» **TASK DETAILS**:
Reproduce exactly, from the data that follows, the line with "result to OUTPUT", the line with "0x, or decimal)", and every line that lies between them.

» **RECORDS**:

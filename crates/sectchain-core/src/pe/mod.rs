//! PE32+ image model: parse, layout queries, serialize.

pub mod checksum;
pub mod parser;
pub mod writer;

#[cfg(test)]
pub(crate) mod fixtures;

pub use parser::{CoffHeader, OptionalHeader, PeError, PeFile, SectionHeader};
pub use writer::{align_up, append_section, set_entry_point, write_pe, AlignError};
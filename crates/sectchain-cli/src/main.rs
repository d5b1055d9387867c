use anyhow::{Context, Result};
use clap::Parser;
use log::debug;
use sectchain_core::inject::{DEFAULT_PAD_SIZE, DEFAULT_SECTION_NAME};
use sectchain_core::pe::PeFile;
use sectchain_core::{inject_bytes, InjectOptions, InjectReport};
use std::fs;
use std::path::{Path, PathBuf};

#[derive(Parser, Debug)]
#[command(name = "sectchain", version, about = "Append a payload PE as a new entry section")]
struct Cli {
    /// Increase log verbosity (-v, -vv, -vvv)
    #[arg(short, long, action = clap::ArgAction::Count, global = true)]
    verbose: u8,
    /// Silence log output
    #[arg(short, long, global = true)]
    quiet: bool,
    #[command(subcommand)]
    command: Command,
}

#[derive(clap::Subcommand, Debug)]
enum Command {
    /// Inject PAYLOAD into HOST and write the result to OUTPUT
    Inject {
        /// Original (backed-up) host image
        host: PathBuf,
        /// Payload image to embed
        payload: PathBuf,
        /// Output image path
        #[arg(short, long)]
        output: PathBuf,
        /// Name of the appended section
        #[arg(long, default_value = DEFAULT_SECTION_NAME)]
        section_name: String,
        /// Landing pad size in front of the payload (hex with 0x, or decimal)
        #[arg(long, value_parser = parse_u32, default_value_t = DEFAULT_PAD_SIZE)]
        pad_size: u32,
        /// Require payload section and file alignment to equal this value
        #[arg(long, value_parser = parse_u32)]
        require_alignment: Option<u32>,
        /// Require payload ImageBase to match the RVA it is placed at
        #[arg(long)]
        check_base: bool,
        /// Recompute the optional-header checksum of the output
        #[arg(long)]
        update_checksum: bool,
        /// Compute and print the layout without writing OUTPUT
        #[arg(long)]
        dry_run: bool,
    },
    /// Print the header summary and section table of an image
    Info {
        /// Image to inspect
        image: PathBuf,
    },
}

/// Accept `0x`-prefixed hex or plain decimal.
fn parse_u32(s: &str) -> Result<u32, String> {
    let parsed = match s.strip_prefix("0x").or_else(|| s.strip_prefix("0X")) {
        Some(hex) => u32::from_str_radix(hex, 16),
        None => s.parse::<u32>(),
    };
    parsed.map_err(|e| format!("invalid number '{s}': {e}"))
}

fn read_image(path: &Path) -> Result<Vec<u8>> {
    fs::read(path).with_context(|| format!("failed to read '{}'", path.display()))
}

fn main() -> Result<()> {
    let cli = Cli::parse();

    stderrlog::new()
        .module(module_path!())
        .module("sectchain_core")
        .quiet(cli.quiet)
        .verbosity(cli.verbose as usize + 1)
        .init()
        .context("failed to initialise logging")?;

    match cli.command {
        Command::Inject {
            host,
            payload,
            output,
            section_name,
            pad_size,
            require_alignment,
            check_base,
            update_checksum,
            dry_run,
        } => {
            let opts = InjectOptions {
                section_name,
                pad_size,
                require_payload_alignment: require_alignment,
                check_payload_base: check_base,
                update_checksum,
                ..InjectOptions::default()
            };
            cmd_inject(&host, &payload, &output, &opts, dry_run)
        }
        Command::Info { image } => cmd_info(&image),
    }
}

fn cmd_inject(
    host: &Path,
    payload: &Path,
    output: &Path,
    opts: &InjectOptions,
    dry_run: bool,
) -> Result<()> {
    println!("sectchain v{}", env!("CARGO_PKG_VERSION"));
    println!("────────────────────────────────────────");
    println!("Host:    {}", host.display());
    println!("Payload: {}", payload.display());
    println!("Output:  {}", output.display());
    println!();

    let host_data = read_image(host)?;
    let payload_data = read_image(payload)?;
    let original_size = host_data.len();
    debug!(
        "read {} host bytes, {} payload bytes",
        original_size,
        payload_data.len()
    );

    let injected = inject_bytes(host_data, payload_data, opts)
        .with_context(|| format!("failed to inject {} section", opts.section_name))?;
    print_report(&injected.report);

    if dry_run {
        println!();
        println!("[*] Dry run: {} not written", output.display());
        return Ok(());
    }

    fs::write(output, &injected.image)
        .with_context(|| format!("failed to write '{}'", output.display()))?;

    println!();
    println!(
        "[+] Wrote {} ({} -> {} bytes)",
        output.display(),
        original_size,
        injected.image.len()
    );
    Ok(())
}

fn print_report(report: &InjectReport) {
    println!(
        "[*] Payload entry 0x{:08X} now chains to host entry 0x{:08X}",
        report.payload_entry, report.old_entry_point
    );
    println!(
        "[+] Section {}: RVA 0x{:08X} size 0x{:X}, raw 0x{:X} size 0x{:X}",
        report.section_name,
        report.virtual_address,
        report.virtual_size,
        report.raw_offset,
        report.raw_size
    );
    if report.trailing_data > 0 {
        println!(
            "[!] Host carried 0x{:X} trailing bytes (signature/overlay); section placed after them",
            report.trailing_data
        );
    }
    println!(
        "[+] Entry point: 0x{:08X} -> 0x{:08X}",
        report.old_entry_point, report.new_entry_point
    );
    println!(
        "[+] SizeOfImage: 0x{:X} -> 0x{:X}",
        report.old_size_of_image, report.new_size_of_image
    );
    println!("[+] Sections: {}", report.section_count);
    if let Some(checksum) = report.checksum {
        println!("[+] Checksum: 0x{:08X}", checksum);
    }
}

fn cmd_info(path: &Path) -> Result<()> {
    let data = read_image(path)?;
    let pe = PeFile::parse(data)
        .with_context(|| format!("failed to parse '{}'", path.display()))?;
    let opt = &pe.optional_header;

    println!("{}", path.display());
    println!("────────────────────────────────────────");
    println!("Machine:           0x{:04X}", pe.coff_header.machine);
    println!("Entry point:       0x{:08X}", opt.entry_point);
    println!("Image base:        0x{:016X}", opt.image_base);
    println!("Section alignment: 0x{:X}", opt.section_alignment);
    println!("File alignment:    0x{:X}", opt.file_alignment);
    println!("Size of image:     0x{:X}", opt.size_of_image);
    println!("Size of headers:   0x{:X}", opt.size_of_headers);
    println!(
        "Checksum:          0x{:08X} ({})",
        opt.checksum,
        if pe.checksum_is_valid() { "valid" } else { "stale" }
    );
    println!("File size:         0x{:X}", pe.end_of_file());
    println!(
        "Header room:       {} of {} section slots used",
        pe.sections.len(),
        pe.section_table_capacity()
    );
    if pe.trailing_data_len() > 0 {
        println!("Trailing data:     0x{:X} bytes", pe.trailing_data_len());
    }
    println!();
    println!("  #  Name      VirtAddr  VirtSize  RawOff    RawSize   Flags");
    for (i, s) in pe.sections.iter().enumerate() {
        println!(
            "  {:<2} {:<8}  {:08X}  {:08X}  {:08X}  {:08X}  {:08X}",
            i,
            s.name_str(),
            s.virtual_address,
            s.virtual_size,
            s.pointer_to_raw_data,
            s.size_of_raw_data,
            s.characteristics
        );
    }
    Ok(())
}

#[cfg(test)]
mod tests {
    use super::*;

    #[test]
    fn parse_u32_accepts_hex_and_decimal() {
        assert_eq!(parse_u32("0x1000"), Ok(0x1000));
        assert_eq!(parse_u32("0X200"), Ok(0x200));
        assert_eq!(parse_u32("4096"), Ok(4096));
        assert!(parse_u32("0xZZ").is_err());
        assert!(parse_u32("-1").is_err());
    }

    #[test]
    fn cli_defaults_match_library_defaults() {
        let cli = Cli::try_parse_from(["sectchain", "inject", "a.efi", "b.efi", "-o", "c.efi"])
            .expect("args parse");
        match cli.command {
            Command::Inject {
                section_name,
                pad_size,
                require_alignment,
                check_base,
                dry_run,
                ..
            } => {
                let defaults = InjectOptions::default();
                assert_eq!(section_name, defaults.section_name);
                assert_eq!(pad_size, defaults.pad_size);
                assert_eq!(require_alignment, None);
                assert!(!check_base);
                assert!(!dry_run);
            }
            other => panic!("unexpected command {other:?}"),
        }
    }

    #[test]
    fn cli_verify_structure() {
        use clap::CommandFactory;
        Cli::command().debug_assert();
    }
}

» **ANSWER SPACE**:
    /// Inject PAYLOAD into HOST and write the result to OUTPUT
    Inject {
        /// Original (backed-up) host image
        host: PathBuf,
        /// Payload image to embed
        payload: PathBuf,
        /// Output image path
        #[arg(short, long)]
        output: PathBuf,
        /// Name of the appended section
        #[arg(long, default_value = DEFAULT_SECTION_NAME)]
        section_name: String,
        /// Landing pad size in front of the payload (hex with 0x, or decimal)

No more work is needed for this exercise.